Eternal Rider - Larissa Ione [104]
In his arms, Cara jerked. “Of course not. The police caught them.”
Jackson was a damned puss. Ares would have hunted those fuckers down and showed them how justice was served back in his day. Which was why Ares had sworn on his very soul that he would see Chaos die.
“Are they in prison?”
“They served their time,” she said quietly, and he detected a note of bitterness. Ares made a mental note to do a little research into the crime and these guys. Maybe Hal would like in on the action too. Excellent way for them to bond. And Christ, he was thinking of getting buddy-buddy with the kind of creature he hated most?
Let a woman too close, and while she sucked your cock, she sucked your brains and manhood right out of you, too. An enemy had told him that, back in Ares’s human days. They’d called a truce between their armies, had shared wine as they negotiated terms of battle. In truth, Ares had liked the guy, and had they not been fighting on opposite sides, he might have called him friend.
One week later, in the thick of the fighting, Ares had shoved a blade through the man’s skull.
“So basically,” he continued, “this Jackson asshole abandoned you, and the guys who tortured you spent a few months in jail?”
“Basically.”
Damn, she’d taken a lot of blows in a short amount of time. “How long before the puss, ah, Jackson left?”
“He made it a couple of months. He couldn’t look me in the face or deal with my issues.”
Maybe Ares would hunt down Jackson after he found the punks who had traumatized Cara.
They sat in silence for a few minutes. The quiet was comfortable, though, something that had never happened between Ares and a female. It was nice.
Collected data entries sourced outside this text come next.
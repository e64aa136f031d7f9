//! # Item Catalog
//!
//! The static list of lost-and-found items shown by the app.
//!
//! The catalog is built once at startup from literal data and never
//! changes afterwards: no inserts, no updates, no deletes. Everything
//! downstream (navigation, rendering) receives it by reference, so the
//! whole UI is a function of this one immutable sequence.
//!
//! Items are addressed by [`ItemId`], assigned in sequence when the
//! catalog is constructed. The display name stays display data — it is
//! also available as a lookup key ([`Catalog::find_by_name`]) but it is
//! not what navigation routes on.

/// Stable identifier for an [`Item`], assigned at catalog construction.
///
/// Ids are opaque to callers; the only things you can do with one are
/// carry it through navigation state and hand it back to
/// [`Catalog::get`].
#[derive(Debug, Clone, Copy, PartialEq, Eq, Hash)]
pub struct ItemId(u32);

impl ItemId {
    /// Rebuild an id from its raw value.
    ///
    /// Useful for exercising the dangling-id path (an id that no longer
    /// — or never did — resolve in the catalog is still a valid
    /// navigation target).
    pub const fn from_raw(raw: u32) -> Self {
        Self(raw)
    }

    pub const fn raw(self) -> u32 {
        self.0
    }
}

/// Opaque reference to a bundled artwork asset.
///
/// The catalog only stores the name; turning it into something drawable
/// is the asset table's job (`tui::assets`). A ref that no asset
/// answers to simply renders as an empty image slot.
#[derive(Debug, Clone, Copy, PartialEq, Eq)]
pub struct ImageRef(&'static str);

impl ImageRef {
    pub const fn new(name: &'static str) -> Self {
        Self(name)
    }

    pub const fn name(self) -> &'static str {
        self.0
    }
}

/// A single lost-and-found entry.
#[derive(Debug, Clone, PartialEq, Eq)]
pub struct Item {
    pub id: ItemId,
    /// Display name. Unique within the catalog.
    pub name: String,
    /// Free-text description, as reported.
    pub description: String,
    /// Bundled artwork reference.
    pub image: ImageRef,
}

/// Ordered, read-only sequence of [`Item`]s.
pub struct Catalog {
    items: Vec<Item>,
}

impl Catalog {
    /// Build a catalog from `(name, description, image)` records,
    /// assigning ids in record order.
    pub fn new<'a, I>(records: I) -> Self
    where
        I: IntoIterator<Item = (&'a str, &'a str, ImageRef)>,
    {
        let items: Vec<Item> = records
            .into_iter()
            .enumerate()
            .map(|(index, (name, description, image))| Item {
                id: ItemId(index as u32),
                name: name.to_string(),
                description: description.to_string(),
                image,
            })
            .collect();

        // Catalog data is authored in this crate; a duplicate name is a
        // programming error, not a runtime condition.
        debug_assert!(
            unique_names(&items),
            "catalog item names must be unique"
        );

        Self { items }
    }

    /// All items, in catalog order.
    pub fn items(&self) -> &[Item] {
        &self.items
    }

    pub fn len(&self) -> usize {
        self.items.len()
    }

    pub fn is_empty(&self) -> bool {
        self.items.is_empty()
    }

    /// Look up an item by id. Absent ids are `None`, never an error.
    pub fn get(&self, id: ItemId) -> Option<&Item> {
        self.items.iter().find(|item| item.id == id)
    }

    /// Look up an item by display name. Absent names are `None`, never
    /// an error.
    pub fn find_by_name(&self, name: &str) -> Option<&Item> {
        self.items.iter().find(|item| item.name == name)
    }
}

fn unique_names(items: &[Item]) -> bool {
    let mut seen = std::collections::HashSet::new();
    items.iter().all(|item| seen.insert(item.name.as_str()))
}

/// The startup catalog: the five reports from the original board,
/// verbatim. Three of the descriptions were already cut short at the
/// source; that is how they are kept.
pub fn sample_catalog() -> Catalog {
    Catalog::new([
        (
            "Tumbler Hijau",
            "Terakhir kali saya memakai tumbler ini adalah sekitar jam 12.50 di FEB, \
             selepas sholat dhuhr dan hendak menuju kelas.",
            ImageRef::new("tumbler"),
        ),
        (
            "Kacamata Anti Radiasi",
            "Minggu ini kuliahkan di R...",
            ImageRef::new("kacamata"),
        ),
        (
            "Rolex Terbaru",
            "Kulitnya warna cokelat dan...",
            ImageRef::new("jam"),
        ),
        (
            "Converse Pink Muda",
            "Ukuran 38, ada coretan...",
            ImageRef::new("sepatu"),
        ),
        (
            "Tas Rajut Putih",
            "Buat valentine tapi putus...",
            ImageRef::new("tas"),
        ),
    ])
}

#[cfg(test)]
mod tests {
    use super::*;

    #[test]
    fn ids_follow_catalog_order() {
        let catalog = sample_catalog();
        for (index, item) in catalog.items().iter().enumerate() {
            assert_eq!(item.id.raw(), index as u32);
        }
    }

    #[test]
    fn get_round_trips_every_item() {
        let catalog = sample_catalog();
        for item in catalog.items() {
            assert_eq!(catalog.get(item.id), Some(item));
        }
    }

    #[test]
    fn find_by_name_round_trips_every_item() {
        let catalog = sample_catalog();
        for item in catalog.items() {
            assert_eq!(catalog.find_by_name(&item.name), Some(item));
        }
    }

    #[test]
    fn lookup_misses_are_none_not_errors() {
        let catalog = sample_catalog();
        assert!(catalog.find_by_name("nonexistent").is_none());
        assert!(catalog.get(ItemId::from_raw(9_999)).is_none());
    }

    #[test]
    fn sample_catalog_has_five_items_in_source_order() {
        let catalog = sample_catalog();
        let names: Vec<&str> = catalog.items().iter().map(|i| i.name.as_str()).collect();
        assert_eq!(
            names,
            [
                "Tumbler Hijau",
                "Kacamata Anti Radiasi",
                "Rolex Terbaru",
                "Converse Pink Muda",
                "Tas Rajut Putih",
            ]
        );
    }

    #[test]
    fn sample_catalog_names_are_unique() {
        let catalog = sample_catalog();
        assert!(unique_names(catalog.items()));
    }

    #[test]
    fn empty_catalog_is_fine() {
        let catalog = Catalog::new([]);
        assert!(catalog.is_empty());
        assert_eq!(catalog.len(), 0);
        assert!(catalog.get(ItemId::from_raw(0)).is_none());
    }
}
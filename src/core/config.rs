//! # Configuration
//!
//! Centralizes all settings with a clear override hierarchy:
//! defaults → config file → env vars → CLI flags.
//!
//! Config lives at `~/.halaman/config.toml`. If missing on first run, a
//! commented-out default is generated so users can discover all options.

use log::{LevelFilter, debug, info, warn};
use serde::{Deserialize, Serialize};
use std::fmt;
use std::fs;
use std::path::PathBuf;

// ============================================================================
// Config Structs (all fields Option<T> for sparse TOML)
// ============================================================================

#[derive(Debug, Default, Deserialize, Serialize)]
pub struct HalamanConfig {
    #[serde(default)]
    pub general: GeneralConfig,
    #[serde(default)]
    pub ui: UiConfig,
}

#[derive(Debug, Default, Deserialize, Serialize)]
pub struct GeneralConfig {
    /// Log verbosity: "off", "error", "warn", "info", "debug" or "trace".
    pub log_level: Option<String>,
    pub log_file: Option<String>,
}

#[derive(Debug, Default, Deserialize, Serialize)]
pub struct UiConfig {
    pub show_thumbnails: Option<bool>,
}

// ============================================================================
// Defaults
// ============================================================================

pub const DEFAULT_LOG_LEVEL: LevelFilter = LevelFilter::Info;
pub const DEFAULT_LOG_FILE: &str = "halaman.log";
pub const DEFAULT_SHOW_THUMBNAILS: bool = true;

// ============================================================================
// Resolved Config (concrete values, no Options)
// ============================================================================

#[derive(Debug, Clone)]
pub struct ResolvedConfig {
    pub log_level: LevelFilter,
    pub log_file: PathBuf,
    pub show_thumbnails: bool,
}

// ============================================================================
// Error Type
// ============================================================================

#[derive(Debug)]
pub enum ConfigError {
    Io(std::io::Error),
    Parse(toml::de::Error),
}

impl fmt::Display for ConfigError {
    fn fmt(&self, f: &mut fmt::Formatter<'_>) -> fmt::Result {
        match self {
            ConfigError::Io(e) => write!(f, "config I/O error: {e}"),
            ConfigError::Parse(e) => write!(f, "config parse error: {e}"),
        }
    }
}

impl std::error::Error for ConfigError {}

// ============================================================================
// Loading
// ============================================================================

/// Returns the path to `~/.halaman/config.toml`.
pub fn config_path() -> Option<PathBuf> {
    dirs::home_dir().map(|h| h.join(".halaman").join("config.toml"))
}

/// Load config from `~/.halaman/config.toml`.
///
/// If the file doesn't exist, generates a commented-out default and
/// returns `HalamanConfig::default()`. If it exists but is malformed,
/// returns `ConfigError::Parse`.
pub fn load_config() -> Result<HalamanConfig, ConfigError> {
    let path = match config_path() {
        Some(p) => p,
        None => {
            warn!("Could not determine home directory, using default config");
            return Ok(HalamanConfig::default());
        }
    };

    if !path.exists() {
        info!("No config file found, generating default at {}", path.display());
        generate_default_config(&path);
        return Ok(HalamanConfig::default());
    }

    let contents = fs::read_to_string(&path).map_err(ConfigError::Io)?;
    let config: HalamanConfig = toml::from_str(&contents).map_err(ConfigError::Parse)?;
    info!("Loaded config from {}", path.display());
    debug!("Config: {:?}", config);
    Ok(config)
}

/// Generates a commented-out default config file at the given path.
fn generate_default_config(path: &PathBuf) {
    let default_content = r#"# Halaman Configuration
# All settings are optional — defaults are used for anything not specified.
# Override hierarchy: defaults → this file → env vars → CLI flags.

# [general]
# log_level = "info"            # "off", "error", "warn", "info", "debug", "trace"
# log_file = "halaman.log"      # Relative to the working directory

# [ui]
# show_thumbnails = true        # Draw ASCII thumbnails on the item cards
"#;

    if let Some(parent) = path.parent() {
        if let Err(e) = fs::create_dir_all(parent) {
            warn!("Failed to create config directory: {}", e);
            return;
        }
    }
    if let Err(e) = fs::write(path, default_content) {
        warn!("Failed to write default config: {}", e);
    }
}

// ============================================================================
// Resolution
// ============================================================================

/// Resolve the final config by collapsing: defaults → config file → env vars → CLI.
///
/// `cli_log_level` comes from the CLI flag (None = not specified).
pub fn resolve(config: &HalamanConfig, cli_log_level: Option<LevelFilter>) -> ResolvedConfig {
    let env_log_level = std::env::var("HALAMAN_LOG_LEVEL")
        .ok()
        .and_then(|v| parse_level("HALAMAN_LOG_LEVEL env var", &v));
    resolve_with(config, env_log_level, cli_log_level)
}

/// The environment read is split out of [`resolve`] so the precedence
/// chain can be tested without mutating process-global state.
fn resolve_with(
    config: &HalamanConfig,
    env_log_level: Option<LevelFilter>,
    cli_log_level: Option<LevelFilter>,
) -> ResolvedConfig {
    // Log level: CLI → env → config → default
    let log_level = cli_log_level
        .or(env_log_level)
        .or_else(|| {
            config
                .general
                .log_level
                .as_deref()
                .and_then(|v| parse_level("config file", v))
        })
        .unwrap_or(DEFAULT_LOG_LEVEL);

    // Log file: config → default (in the working directory)
    let log_file = config
        .general
        .log_file
        .clone()
        .map(PathBuf::from)
        .unwrap_or_else(|| PathBuf::from(DEFAULT_LOG_FILE));

    ResolvedConfig {
        log_level,
        log_file,
        show_thumbnails: config.ui.show_thumbnails.unwrap_or(DEFAULT_SHOW_THUMBNAILS),
    }
}

/// Parses a log level name, warning (and yielding None) on unknown values.
fn parse_level(source: &str, value: &str) -> Option<LevelFilter> {
    match value.parse() {
        Ok(level) => Some(level),
        Err(_) => {
            warn!("Ignoring unknown log level {:?} from {}", value, source);
            None
        }
    }
}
Until Cara brought up the one thing he really didn’t want to talk about. “Ares… you have a lot of guilt about your family, don’t you?” She pushed up on one elbow so she was looking down at him. “Guilt that your wife and children died, and you never told them how you felt about them.”
He tensed. “I loved my children.”
“I don’t doubt that you did.” Her soothing voice brought him down a little, and then she traced her finger over his sternum, and he settled even more. How did she do that? He’d seen her turn a damned hellhound into a gentle ball of fur, had witnessed her charming Battle right down to his hooves. “But you’re afraid they didn’t know that. So you built a shrine to them, but you don’t want to actually see it.”
He seized her hand, stilling it. “Stop with the psychology bullshit. What makes you an expert on shrines, anyway?”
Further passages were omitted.